As one example of how these things can be finessed, the Commission and member states recently came to an agreement on third country access to sensitive research projects in quantum science and space that are funded through Horizon Europe.
The terms on which they take part will be negotiated separately with each associated country, the Commission agreed, after caving in to pressure from member states. Before that, the Commission planned to introduce a blanket ban on non-EU researchers and companies in all quantum and space projects.
“Quantum is the future of computation, is the future communication, is really the next breakthrough in terms of technology,” said Roberto Viola, the Commission’s director general for communications technology. “I think there's no doubt that we want a quantum computer available for our scientists and for our companies.”
The EU is trying to boost its industrial competitiveness in key emerging technologies and make sure it has the capabilities needed to immunise itself against shortages of microelectronics and medical devices.
A global shortage of microchips, paired with significant delays in international shipping, has forced EU manufacturers of cars and medical devices to reduce or suspend production. “This is really impairing the capability of Europe to produce,” said Viola.
Viola said it is in Europe’s interest to build “open strategic autonomy” so that such situations can be avoided in the future. “There’s not one way to deliver autonomy.
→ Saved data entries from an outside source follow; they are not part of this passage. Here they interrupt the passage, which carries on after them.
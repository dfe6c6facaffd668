use crate::sources::BinanceClient;
use crate::types::{Candle, ChartPeriod};
use std::time::Duration;
use tracing::{debug, warn};

/// Candle requests get their own timeout and a single attempt.
pub const CANDLE_TIMEOUT: Duration = Duration::from_secs(10);

/// Historical candles for charting.
pub struct CandleFetcher {
    binance: BinanceClient,
}

impl CandleFetcher {
    pub fn new(base_url: impl Into<String>) -> Self {
        Self {
            binance: BinanceClient::with_timeout(base_url, CANDLE_TIMEOUT),
        }
    }

    /// Candles for `symbol` over `period`. Empty on any failure.
    pub async fn fetch_candles(&self, symbol: &str, period: ChartPeriod) -> Vec<Candle> {
        match self
            .binance
            .fetch_klines(symbol, period.interval(), period.limit())
            .await
        {
            Ok(candles) => {
                debug!("Fetched {} {} candles for {}", candles.len(), period.interval(), symbol);
                candles
            }
            Err(e) => {
                warn!("Failed to fetch candles for {}: {}", symbol, e);
                Vec::new()
            }
        }
    }
}
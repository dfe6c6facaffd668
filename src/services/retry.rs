use crate::error::Result;
use std::future::Future;
use std::time::Duration;
use tracing::{debug, warn};

/// Bounded exponential backoff for a single provider.
///
/// After the n-th failed attempt (0-based) the executor sleeps
/// `initial_delay * 2^n` before trying again.
#[derive(Debug, Clone, Copy, PartialEq, Eq)]
pub struct RetryPolicy {
    pub max_attempts: u32,
    pub initial_delay: Duration,
}

impl RetryPolicy {
    pub const fn new(max_attempts: u32, initial_delay: Duration) -> Self {
        Self {
            max_attempts,
            initial_delay,
        }
    }

    /// Two attempts, used by chain links that must keep total latency low.
    pub const fn tight(initial_delay: Duration) -> Self {
        Self::new(2, initial_delay)
    }

    /// A single attempt with no backoff.
    pub const fn once() -> Self {
        Self::new(1, Duration::ZERO)
    }

    /// Delay slept after the given failed attempt (0-based).
    pub fn delay_after(&self, failed_attempt: u32) -> Duration {
        let factor = 2u32.checked_pow(failed_attempt).unwrap_or(u32::MAX);
        self.initial_delay.saturating_mul(factor)
    }
}

impl Default for RetryPolicy {
    fn default() -> Self {
        Self::new(3, Duration::from_millis(1000))
    }
}

/// Run `attempt` until it succeeds, fails with a non-retryable error, or the
/// attempt budget is spent. The last error is returned on exhaustion.
pub async fn execute<T, F, Fut>(policy: RetryPolicy, label: &str, mut attempt: F) -> Result<T>
where
    F: FnMut() -> Fut,
    Fut: Future<Output = Result<T>>,
{
    let max_attempts = policy.max_attempts.max(1);
    let mut failures = 0u32;

    loop {
        let err = match attempt().await {
            Ok(value) => return Ok(value),
            Err(e) if !e.is_retryable() => {
                debug!("{}: not retrying: {}", label, e);
                return Err(e);
            }
            Err(e) => e,
        };

        failures += 1;
        if failures >= max_attempts {
            debug!("{}: giving up after {} attempts", label, failures);
            return Err(err);
        }

        let delay = policy.delay_after(failures - 1);
        if err.is_rate_limited() {
            warn!(
                "{}: rate limited (attempt {}/{}), backing off {:?}",
                label, failures, max_attempts, delay
            );
        } else {
            debug!(
                "{}: attempt {}/{} failed: {}, retrying in {:?}",
                label, failures, max_attempts, err, delay
            );
        }
        tokio::time::sleep(delay).await;
    }
}

#[cfg(test)]
mod tests {
    use super::*;
    use crate::error::FeedError;
    use crate::types::PriceSource;
    use std::sync::atomic::{AtomicU32, Ordering};
    use tokio::time::Instant;

    fn timeout() -> FeedError {
        FeedError::Timeout {
            provider: PriceSource::Yahoo,
        }
    }

    #[test]
    fn test_delay_doubles() {
        let policy = RetryPolicy::default();
        assert_eq!(policy.delay_after(0), Duration::from_millis(1000));
        assert_eq!(policy.delay_after(1), Duration::from_millis(2000));
        assert_eq!(policy.delay_after(2), Duration::from_millis(4000));
    }

    #[test]
    fn test_delay_saturates() {
        let policy = RetryPolicy::default();
        assert_eq!(policy.delay_after(40), Duration::from_millis(1000).saturating_mul(u32::MAX));
    }

    #[tokio::test(start_paused = true)]
    async fn test_always_failing_attempted_max_times() {
        let calls = AtomicU32::new(0);
        let start = Instant::now();

        let result: Result<()> = execute(RetryPolicy::default(), "test", || {
            calls.fetch_add(1, Ordering::SeqCst);
            async { Err(timeout()) }
        })
        .await;

        assert!(matches!(result, Err(FeedError::Timeout { .. })));
        assert_eq!(calls.load(Ordering::SeqCst), 3);
        // 1s after the first failure, 2s after the second, none after the last.
        let elapsed = start.elapsed();
        assert!(elapsed >= Duration::from_millis(3000));
        assert!(elapsed < Duration::from_millis(3100));
    }

    #[tokio::test(start_paused = true)]
    async fn test_succeeds_on_second_attempt() {
        let calls = AtomicU32::new(0);

        let result = execute(RetryPolicy::tight(Duration::from_millis(500)), "test", || {
            let n = calls.fetch_add(1, Ordering::SeqCst);
            async move {
                if n == 0 {
                    Err(timeout())
                } else {
                    Ok(n)
                }
            }
        })
        .await;

        assert_eq!(result.unwrap(), 1);
        assert_eq!(calls.load(Ordering::SeqCst), 2);
    }

    #[tokio::test(start_paused = true)]
    async fn test_unconfigured_is_not_retried() {
        let calls = AtomicU32::new(0);
        let start = Instant::now();

        let result: Result<()> = execute(RetryPolicy::default(), "test", || {
            calls.fetch_add(1, Ordering::SeqCst);
            async {
                Err(FeedError::Unconfigured {
                    provider: PriceSource::Finnhub,
                })
            }
        })
        .await;

        assert!(matches!(result, Err(FeedError::Unconfigured { .. })));
        assert_eq!(calls.load(Ordering::SeqCst), 1);
        assert!(start.elapsed() < Duration::from_millis(1));
    }

    #[tokio::test(start_paused = true)]
    async fn test_zero_attempts_still_tries_once() {
        let calls = AtomicU32::new(0);
        let _ = execute(RetryPolicy::new(0, Duration::from_secs(1)), "test", || {
            calls.fetch_add(1, Ordering::SeqCst);
            async { Err::<(), _>(timeout()) }
        })
        .await;
        assert_eq!(calls.load(Ordering::SeqCst), 1);
    }
}
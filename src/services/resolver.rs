//! Per-class provider fallback chains.
//!
//! A lookup goes cache -> chain links in declared order (each through the
//! retry executor) -> static fallback table. The first live success wins and
//! is written through to the cache. Exhaustion is reported as `None`.

use crate::config::Config;
use crate::error::FeedError;
use crate::services::cache::QuoteCache;
use crate::services::fallback::FallbackTable;
use crate::services::retry::{self, RetryPolicy};
use crate::services::symbols;
use crate::sources::{
    BinanceClient, CoinGeckoClient, FinnhubClient, GoldApiClient, QuoteProvider, YahooClient,
};
use crate::types::{AssetClass, AssetType, CacheKey, PriceQuote, PriceSource};
use dashmap::DashMap;
use std::collections::HashMap;
use std::sync::Arc;
use std::time::Duration;
use tokio::sync::OnceCell;
use tracing::{debug, info, warn};

/// How a chain link rewrites the cache symbol before calling its provider.
#[derive(Debug, Clone, Copy, PartialEq, Eq)]
pub enum SymbolAlias {
    AsIs,
    /// Commodity name to futures contract (`GOLD` -> `GC=F`).
    FuturesContract,
    /// Commodity name to metal code (`GOLD` -> `XAU`).
    MetalCode,
}

impl SymbolAlias {
    pub fn apply(&self, symbol: &str) -> Option<String> {
        match self {
            SymbolAlias::AsIs => Some(symbol.to_string()),
            SymbolAlias::FuturesContract => symbols::futures_contract(symbol).map(str::to_string),
            SymbolAlias::MetalCode => symbols::metal_code(symbol).map(str::to_string),
        }
    }
}

/// One tier of a chain: a provider and the retry budget it gets.
#[derive(Clone)]
pub struct ChainLink {
    pub provider: Arc<dyn QuoteProvider>,
    pub retry: RetryPolicy,
    pub alias: SymbolAlias,
}

impl ChainLink {
    pub fn new(provider: Arc<dyn QuoteProvider>, retry: RetryPolicy) -> Self {
        Self {
            provider,
            retry,
            alias: SymbolAlias::AsIs,
        }
    }

    pub fn with_alias(mut self, alias: SymbolAlias) -> Self {
        self.alias = alias;
        self
    }
}

/// Resolves asset identifiers to quotes.
pub struct PriceResolver {
    cache: Arc<QuoteCache>,
    chains: HashMap<AssetClass, Vec<ChainLink>>,
    fallback: FallbackTable,
    /// Per-key outcome of the chain walk currently in flight. Concurrent cold
    /// lookups share it, whether it ends in a live quote, a fallback or `None`.
    inflight: DashMap<CacheKey, Arc<OnceCell<Option<PriceQuote>>>>,
}

impl PriceResolver {
    /// A resolver with no chains; every lookup falls straight to `fallback`.
    pub fn new(cache: Arc<QuoteCache>, fallback: FallbackTable) -> Self {
        Self {
            cache,
            chains: HashMap::new(),
            fallback,
            inflight: DashMap::new(),
        }
    }

    /// Set the chain for a class, replacing any existing one.
    ///
    /// Index lookups use the equity chain.
    pub fn with_chain(mut self, class: AssetClass, links: Vec<ChainLink>) -> Self {
        self.chains.insert(class, links);
        self
    }

    /// The standard chains wired to the configured endpoints and keys.
    pub fn from_config(config: &Config, cache: Arc<QuoteCache>) -> Self {
        let endpoints = &config.endpoints;
        let yahoo: Arc<dyn QuoteProvider> = Arc::new(YahooClient::new(&endpoints.yahoo_base_url));
        let finnhub: Arc<dyn QuoteProvider> = Arc::new(FinnhubClient::new(
            &endpoints.finnhub_base_url,
            config.finnhub_api_key.clone(),
        ));
        let binance: Arc<dyn QuoteProvider> =
            Arc::new(BinanceClient::new(&endpoints.binance_base_url));
        let coingecko: Arc<dyn QuoteProvider> = Arc::new(CoinGeckoClient::new(
            &endpoints.coingecko_base_url,
            config.coingecko_api_key.clone(),
        ));
        let gold_api: Arc<dyn QuoteProvider> = Arc::new(GoldApiClient::new(
            &endpoints.gold_api_base_url,
            config.gold_api_key.clone(),
        ));

        let tight = RetryPolicy::tight(Duration::from_secs(1));

        Self::new(cache, FallbackTable::builtin())
            .with_chain(
                AssetClass::Equity,
                vec![
                    ChainLink::new(yahoo.clone(), tight),
                    ChainLink::new(finnhub, tight),
                ],
            )
            .with_chain(
                AssetClass::Crypto,
                vec![
                    ChainLink::new(binance, RetryPolicy::default()),
                    ChainLink::new(coingecko, RetryPolicy::tight(Duration::from_secs(2))),
                ],
            )
            .with_chain(
                AssetClass::Commodity,
                vec![
                    ChainLink::new(yahoo, tight).with_alias(SymbolAlias::FuturesContract),
                    ChainLink::new(gold_api, tight).with_alias(SymbolAlias::MetalCode),
                ],
            )
    }

    pub fn cache(&self) -> &Arc<QuoteCache> {
        &self.cache
    }

    /// Providers tried for a class, in order.
    pub fn chain_sources(&self, class: AssetClass) -> Vec<PriceSource> {
        self.links_for(class)
            .iter()
            .map(|link| link.provider.source())
            .collect()
    }

    /// Quote for a holding's asset type and symbol.
    ///
    /// `None` for manually priced types, missing symbols and total exhaustion.
    pub async fn resolve(&self, asset_type: AssetType, symbol: Option<&str>) -> Option<PriceQuote> {
        let Some(key) = CacheKey::for_asset(asset_type, symbol) else {
            debug!("{} {:?} is not priced live", asset_type, symbol);
            return None;
        };
        self.resolve_key(&key).await
    }

    pub async fn resolve_key(&self, key: &CacheKey) -> Option<PriceQuote> {
        if key.class == AssetClass::Manual {
            return None;
        }
        if let Some(quote) = self.cached(key) {
            return Some(quote);
        }

        let flight = self
            .inflight
            .entry(key.clone())
            .or_insert_with(|| Arc::new(OnceCell::new()))
            .value()
            .clone();

        let mut led = false;
        let outcome = flight
            .get_or_init(|| {
                led = true;
                async {
                    // A previous flight may have filled the cache since our check.
                    match self.cached(key) {
                        Some(quote) => Some(quote),
                        None => self.walk_chain(key).await,
                    }
                }
            })
            .await
            .clone();

        self.inflight
            .remove_if(key, |_, current| Arc::ptr_eq(current, &flight));

        match outcome {
            Some(quote) if !led && quote.source.is_live() => {
                Some(quote.with_source(PriceSource::Cache))
            }
            outcome => outcome,
        }
    }

    fn cached(&self, key: &CacheKey) -> Option<PriceQuote> {
        let quote = self.cache.get(key)?;
        debug!("{} served from cache (origin {})", key, quote.source);
        Some(quote.with_source(PriceSource::Cache))
    }

    fn links_for(&self, class: AssetClass) -> &[ChainLink] {
        let class = match class {
            AssetClass::Index => AssetClass::Equity,
            class => class,
        };
        self.chains.get(&class).map(Vec::as_slice).unwrap_or_default()
    }

    async fn walk_chain(&self, key: &CacheKey) -> Option<PriceQuote> {
        let symbol = match key.class {
            AssetClass::Index => symbols::index_proxy(&key.symbol).to_string(),
            _ => key.symbol.clone(),
        };

        for (tier, link) in self.links_for(key.class).iter().enumerate() {
            let source = link.provider.source();
            if !link.provider.is_configured() {
                debug!("{}: {} not configured, skipping", key, source);
                continue;
            }
            let Some(provider_symbol) = link.alias.apply(&symbol) else {
                debug!("{}: no {} alias for {}, skipping", key, source, symbol);
                continue;
            };

            let label = format!("{} {}", source, provider_symbol);
            let attempt = || link.provider.fetch_quote(&provider_symbol);
            match retry::execute(link.retry, &label, attempt).await {
                Ok(quote) => {
                    info!("{} resolved by {} (tier {})", key, source, tier + 1);
                    self.cache.put(key, quote.clone()).await;
                    return Some(quote);
                }
                Err(FeedError::Unconfigured { .. }) => {
                    debug!("{}: {} not configured, skipping", key, source);
                }
                Err(e) => warn!("{}: {} failed: {}", key, source, e),
            }
        }

        let fallback = self.fallback.lookup(key).or_else(|| {
            (key.class == AssetClass::Index)
                .then(|| self.fallback.lookup(&CacheKey::new(AssetClass::Equity, &symbol)))
                .flatten()
        });
        match fallback {
            Some(quote) => {
                warn!("{}: live providers exhausted, using fallback price", key);
                Some(quote)
            }
            None => {
                warn!("{}", FeedError::AllProvidersExhausted { key: key.to_string() });
                None
            }
        }
    }
}
//! File-based key-value store.
//!
//! Each key is written as one JSON file so cached quotes survive restarts
//! even when no Redis instance is available.

use crate::error::{FeedError, Result};
use crate::services::store::KeyValueStore;
use async_trait::async_trait;
use serde::{Deserialize, Serialize};
use std::path::PathBuf;
use tokio::fs;
use tracing::{debug, warn};

/// On-disk record. The original key is kept because file names are sanitized.
#[derive(Debug, Serialize, Deserialize)]
struct StoredValue {
    key: String,
    value: String,
    timestamp: i64,
}

/// File-based store rooted at a directory.
pub struct FileStore {
    dir: PathBuf,
}

impl FileStore {
    /// Create a store, creating the directory if needed.
    pub async fn new(dir: impl Into<PathBuf>) -> Result<Self> {
        let dir = dir.into();
        fs::create_dir_all(&dir)
            .await
            .map_err(|e| FeedError::Storage(format!("create {}: {}", dir.display(), e)))?;
        Ok(Self { dir })
    }

    pub fn dir(&self) -> &PathBuf {
        &self.dir
    }

    fn path_for(&self, key: &str) -> PathBuf {
        let safe_key = key.replace(['/', '\\', ':', '*', '?', '"', '<', '>', '|', '^', '='], "_");
        self.dir.join(format!("{}.json", safe_key))
    }

    async fn read(&self, path: &PathBuf) -> Option<StoredValue> {
        let content = fs::read_to_string(path).await.ok()?;
        match serde_json::from_str(&content) {
            Ok(stored) => Some(stored),
            Err(e) => {
                warn!("Failed to parse stored value {:?}: {}", path, e);
                None
            }
        }
    }
}

#[async_trait]
impl KeyValueStore for FileStore {
    async fn get(&self, key: &str) -> Result<Option<String>> {
        let path = self.path_for(key);
        Ok(self
            .read(&path)
            .await
            .filter(|stored| stored.key == key)
            .map(|stored| stored.value))
    }

    async fn set(&self, key: &str, value: &str) -> Result<()> {
        let stored = StoredValue {
            key: key.to_string(),
            value: value.to_string(),
            timestamp: chrono::Utc::now().timestamp_millis(),
        };
        let content = serde_json::to_string(&stored)?;
        fs::write(self.path_for(key), content)
            .await
            .map_err(|e| FeedError::Storage(format!("write {}: {}", key, e)))?;
        debug!("Persisted {} to disk", key);
        Ok(())
    }

    async fn remove(&self, key: &str) -> Result<()> {
        match fs::remove_file(self.path_for(key)).await {
            Ok(()) => Ok(()),
            Err(e) if e.kind() == std::io::ErrorKind::NotFound => Ok(()),
            Err(e) => Err(FeedError::Storage(format!("remove {}: {}", key, e))),
        }
    }

    async fn keys(&self) -> Result<Vec<String>> {
        let mut entries = fs::read_dir(&self.dir)
            .await
            .map_err(|e| FeedError::Storage(format!("read {}: {}", self.dir.display(), e)))?;

        let mut keys = Vec::new();
        while let Ok(Some(entry)) = entries.next_entry().await {
            let path = entry.path();
            if path.extension().and_then(|e| e.to_str()) != Some("json") {
                continue;
            }
            if let Some(stored) = self.read(&path).await {
                keys.push(stored.key);
            }
        }
        Ok(keys)
    }
}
It's a combination of being stronger technologically speaking in Europe, and also being smarter when it comes to partnerships,” he said.
Europe should be able to build its own technologies and pay more attention at the rules of engagement with the rest of the world. “We want those technologies to be used for peaceful use and no country, no company outside Europe should use these technologies against us,” said Viola.
The EU recently announced it will establish closer research ties with the US and Canada, two countries which have already put in place new rules of engagement with China, for fear of technology and science espionage.
“It is, I think, an obvious fact that we have to make a distinction, whether we are dealing with likeminded partners, or whether partners do not necessarily share our values on the principles of transparency, or reciprocity, or other core concerns,” said Bütikofer.